El caparazón
En el despacho de la sala B1 no había nadie. Audrey hizo sonar el timbre, pero nadie fue. Quería ver a su madre y no podía esperar. Siguió caminando. El sonido de las máquinas de oxígeno la precedía. Era como una aspiradora encendiéndose y apagándose. Pensó en las alas de hierro luchando por volar.
Había dos camas muy juntas metidas en una habitación pequeña y un cuerpo yacía en cada una de ellas. Durante sus años en Omaha, la medicina había dejado a Betty lenta y encorvada, así que Audrey se dirigió hacia la mujer alta acostada en la cama de al lado. Pero los labios de esa mujer eran gruesos y su pelo estaba teñido de castaño. Audrey se tapó la boca con la mano: ¿Un error? ¿Betty, viva?
Se dirigió hacia la otra cama, donde encontró a una mujer delgada, que sobrepasaba los cincuenta y ocho años de Betty. Los pliegues de piel se unían en la curva de su cuello como ondas en el agua. Su mandíbula colgaba como floja. Recientemente, alguien le había hecho un rápido e irregular corte de pelo (¿antes o después del coma?), por lo que su flequillo como de estropajo estaba irregular y en lo alto de su frente.
Audrey se acercó más. Labios finos, arrugas donde una vez hubo hoyuelos. En su hombro, un descolorido tatuaje de un conejito de Playboy y, a lo largo de los brazos, agujas sujetas con esparadrapos. Un respirador bombeaba despacio y rítmicamente. Audrey tragó saliva y se golpeó los muslos.
—Mami —dijo.
Cogió la mano de Betty. Pesaba. Las cuencas de sus ojos estaban hundidas y esqueléticas.
Betty Lucas, una loca que hacía pintadas en las caravanas, que prendió fuego a sus propios trastos enfrente de un bar para joder a los clientes y, sí, que una vez arrojó todas las pertenencias de Audrey a la calle porque había sido muy desagradecida al quejarse de que no tenía nada que ponerse.
Pero no había sido todo malo, ¿no? No, ella nunca se había permitido admitir eso, era demasiado doloroso. No había sido todo malo. No fue una coincidencia que, mientras crecía, ni un solo desconocido le hubiera puesto una mano encima a Audrey. Como un misil termodirigido, en cada lugar en el que habían vivido antes de Hinton, Betty se había hecho amiga del vecino con mayor corazón. En su ausencia, ese vecino había mantenido a Audrey a salvo del peligro. Por la noche, casi siempre compartían la cama. Los brazos de Betty siempre desvanecían sus pesadillas, incluso aunque la apretara demasiado fuerte. Además, Betty le había enseñado a dibujar y a leer. Dos tareas en las que había resultado ser muy mañosa.
Y había otra cosa. Aquello que había empujado tan directamente al fondo de su memoria y había olvidado. Había estado sola en la universidad de Nebraska. Dos compañeras de habitación le habían dado la patada. Por la noche, se sentaba dentro de su pequeño estudio y escuchaba a los chicos jugando en los pasillos. A veces, salía, fingiendo que necesitaba darse una ducha, para que la invitaran a ver la televisión o a jugar al juego de la botella. En vez de eso, se quedaban callados hasta que se iba. La rara de Audrey Lucas, que los había denunciado por hablar de madrugada y por llevar chanclas y ropa interior en la ducha. Sus muñecas estaban marcadas como mercancía defectuosa. Antes de que Betty regresara a su vida, había estado a punto de abandonar. Sin aquella aparición con la caja de bombones de cereza en su último curso, lo habría hecho.

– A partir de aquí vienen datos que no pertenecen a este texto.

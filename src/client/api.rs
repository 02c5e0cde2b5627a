//! Typed helpers over [`CatalogClient::execute`].
//!
//! Each helper builds the variables for one operation, plucks its root field
//! out of `data` and turns payload-level `errors` into [`Error::Rejected`].

use serde::de::DeserializeOwned;
use serde_json::{Value, json};

use super::CatalogClient;
use super::models::{
    BulkDeletePayload, Channel, Connection, IdNode, ProductInput, ProductTypeNode, RemoteCategory,
    RemoteVariant, VariantInput,
};
use super::operations::{self, EntityKind, Operation};
use crate::error::{Error, RemoteErrorDetail, Result, join_messages};

/// One page of ids from a paginated listing
#[derive(Debug, Clone, Default, PartialEq, Eq)]
pub struct IdPage {
    /// Ids on this page
    pub ids: Vec<String>,
    /// Cursor for the next page, `None` on the last page
    pub next_cursor: Option<String>,
}

impl CatalogClient {
    /// Fetch one page of ids of `kind`, starting after `after`
    pub async fn fetch_id_page(&self, kind: EntityKind, after: Option<&str>) -> Result<IdPage> {
        let operation = kind.list_operation();
        let data = self.execute(&operation, json!({ "after": after })).await?;
        let connection: Connection<IdNode> = take_field(&operation, data, kind.list_field())?;

        let next_cursor = if connection.page_info.has_next_page {
            match connection.page_info.end_cursor.clone() {
                Some(cursor) => Some(cursor),
                None => {
                    return Err(Error::Protocol(format!(
                        "{} reported another page without an end cursor",
                        operation.name
                    )));
                }
            }
        } else {
            None
        };

        Ok(IdPage {
            ids: connection.into_nodes().into_iter().map(|n| n.id).collect(),
            next_cursor,
        })
    }

    /// Bulk-delete `ids` of `kind`, returning the raw payload
    ///
    /// Payload errors are returned to the caller instead of being raised,
    /// because some of them (already deleted entities) are expected.
    pub async fn bulk_delete(&self, kind: EntityKind, ids: &[String]) -> Result<BulkDeletePayload> {
        let operation = kind.delete_operation();
        let data = self.execute(&operation, json!({ "ids": ids })).await?;
        take_field(&operation, data, kind.delete_field())
    }

    /// Look up a sales channel by slug
    pub async fn channel_by_slug(&self, slug: &str) -> Result<Option<Channel>> {
        let data = self
            .execute(&operations::CHANNEL, json!({ "slug": slug }))
            .await?;
        take_optional_field(&operations::CHANNEL, data, "channel")
    }

    /// Product types whose name matches the `name` search filter
    pub async fn product_types_named(&self, name: &str) -> Result<Vec<ProductTypeNode>> {
        let operation = operations::EXISTING_PRODUCT_TYPES;
        let data = self.execute(&operation, json!({ "name": name })).await?;
        let connection: Connection<ProductTypeNode> = take_field(&operation, data, "productTypes")?;
        Ok(connection.into_nodes())
    }

    /// Create a product type without variant attributes, returning its id
    pub async fn create_product_type(&self, name: &str, slug: &str) -> Result<String> {
        let operation = operations::PRODUCT_TYPE_CREATE;
        let variables = json!({
            "input": {
                "name": name,
                "slug": slug,
                "hasVariants": false,
                "isShippingRequired": true,
            }
        });
        let data = self.execute(&operation, variables).await?;
        created_id(&operation, data, "productTypeCreate", "productType", name)
    }

    /// Look up a category by slug
    pub async fn category_by_slug(&self, slug: &str) -> Result<Option<RemoteCategory>> {
        let data = self
            .execute(&operations::CATEGORY_BY_SLUG, json!({ "slug": slug }))
            .await?;
        take_optional_field(&operations::CATEGORY_BY_SLUG, data, "category")
    }

    /// Create a category under `parent` (or at the root), returning its id
    pub async fn create_category(
        &self,
        name: &str,
        slug: &str,
        parent: Option<&str>,
    ) -> Result<String> {
        let operation = operations::CATEGORY_CREATE;
        let variables = json!({
            "input": { "name": name, "slug": slug },
            "parent": parent,
        });
        let data = self.execute(&operation, variables).await?;
        created_id(&operation, data, "categoryCreate", "category", name)
    }

    /// Look up a product variant by SKU
    pub async fn variant_by_sku(&self, sku: &str) -> Result<Option<RemoteVariant>> {
        let data = self
            .execute(&operations::VARIANT_BY_SKU, json!({ "sku": sku }))
            .await?;
        take_optional_field(&operations::VARIANT_BY_SKU, data, "productVariant")
    }

    /// Create a product, returning its id
    pub async fn create_product(&self, input: &ProductInput<'_>, subject: &str) -> Result<String> {
        let operation = operations::PRODUCT_CREATE;
        let data = self
            .execute(&operation, json!({ "input": input }))
            .await?;
        created_id(&operation, data, "productCreate", "product", subject)
    }

    /// Create a product variant, returning its id
    pub async fn create_variant(&self, input: &VariantInput<'_>, subject: &str) -> Result<String> {
        let operation = operations::PRODUCT_VARIANT_CREATE;
        let data = self
            .execute(&operation, json!({ "input": input }))
            .await?;
        created_id(&operation, data, "productVariantCreate", "productVariant", subject)
    }

    /// Publish a product in a channel, visible and available for purchase
    pub async fn update_product_channel_listing(
        &self,
        product_id: &str,
        channel_id: &str,
        subject: &str,
    ) -> Result<()> {
        let operation = operations::PRODUCT_CHANNEL_LISTING_UPDATE;
        let variables = json!({
            "id": product_id,
            "input": {
                "updateChannels": [{
                    "channelId": channel_id,
                    "isPublished": true,
                    "visibleInListings": true,
                    "isAvailableForPurchase": true,
                }]
            }
        });
        let data = self.execute(&operation, variables).await?;
        check_payload(&operation, data, "productChannelListingUpdate", subject).map(drop)
    }

    /// Set a variant's price (and cost price) in a channel
    pub async fn update_variant_channel_listing(
        &self,
        variant_id: &str,
        channel_id: &str,
        amount: &str,
        subject: &str,
    ) -> Result<()> {
        let operation = operations::PRODUCT_VARIANT_CHANNEL_LISTING_UPDATE;
        let variables = json!({
            "id": variant_id,
            "input": [{
                "channelId": channel_id,
                "price": amount,
                "costPrice": amount,
            }]
        });
        let data = self.execute(&operation, variables).await?;
        check_payload(&operation, data, "productVariantChannelListingUpdate", subject).map(drop)
    }
}

/// Remove `field` from `data` and deserialize it
fn take_field<T: DeserializeOwned>(operation: &Operation, mut data: Value, field: &str) -> Result<T> {
    let value = data
        .get_mut(field)
        .map(Value::take)
        .filter(|v| !v.is_null())
        .ok_or_else(|| {
            Error::Protocol(format!("response to {} is missing `{field}`", operation.name))
        })?;

    serde_json::from_value(value).map_err(|e| {
        Error::Protocol(format!(
            "unexpected shape of `{field}` in {}: {e}",
            operation.name
        ))
    })
}

/// Like [`take_field`], but a null or absent field is `None`
fn take_optional_field<T: DeserializeOwned>(
    operation: &Operation,
    mut data: Value,
    field: &str,
) -> Result<Option<T>> {
    match data.get_mut(field).map(Value::take) {
        None | Some(Value::Null) => Ok(None),
        Some(value) => serde_json::from_value(value).map(Some).map_err(|e| {
            Error::Protocol(format!(
                "unexpected shape of `{field}` in {}: {e}",
                operation.name
            ))
        }),
    }
}

/// Take the mutation payload under `field` and fail on a non-empty `errors` list
fn check_payload(operation: &Operation, data: Value, field: &str, subject: &str) -> Result<Value> {
    let payload: Value = take_field(operation, data, field)?;

    let details: Vec<RemoteErrorDetail> = match payload.get("errors") {
        None | Some(Value::Null) => Vec::new(),
        Some(errors) => serde_json::from_value(errors.clone()).map_err(|e| {
            Error::Protocol(format!("unexpected errors list in {}: {e}", operation.name))
        })?,
    };

    if !details.is_empty() {
        return Err(Error::Rejected {
            operation: operation.name.to_string(),
            subject: subject.to_string(),
            message: join_messages(&details),
            details,
        });
    }

    Ok(payload)
}

/// Check the payload and extract `<entity>.id` from it
fn created_id(
    operation: &Operation,
    data: Value,
    field: &str,
    entity: &str,
    subject: &str,
) -> Result<String> {
    let payload = check_payload(operation, data, field, subject)?;

    payload
        .get(entity)
        .and_then(|e| e.get("id"))
        .and_then(Value::as_str)
        .filter(|id| !id.is_empty())
        .map(str::to_string)
        .ok_or_else(|| Error::MissingId {
            operation: operation.name.to_string(),
            subject: subject.to_string(),
        })
}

Se sentó en la silla plegable y miró a su madre. Pasó una hora, luego dos. Saraub fue a por café, luego regresó; más tarde se fue a por algo de comida y volvió. Las enfermeras entraban y salían arrastrando los pies, vociferando a las mujeres dormidas, para mostrar que se preocupaban, y realmente lo hacían:
—¡Hora de la penicilina, queridas!
El día pasó y las horas de visita terminaron. Besó la mejilla de Betty y apoyó su cabeza en su hombro. Betty Lucas, belleza local. Artista talentosa. Rompecorazones insolente. Madre. Psicótica.
Ahora sabía la respuesta a la pregunta que se había estado haciendo la mayor parte de su vida. No era a su madre a quien odiaba. Era a la enfermedad, esa jodida enfermedad que las había estafado a ambas.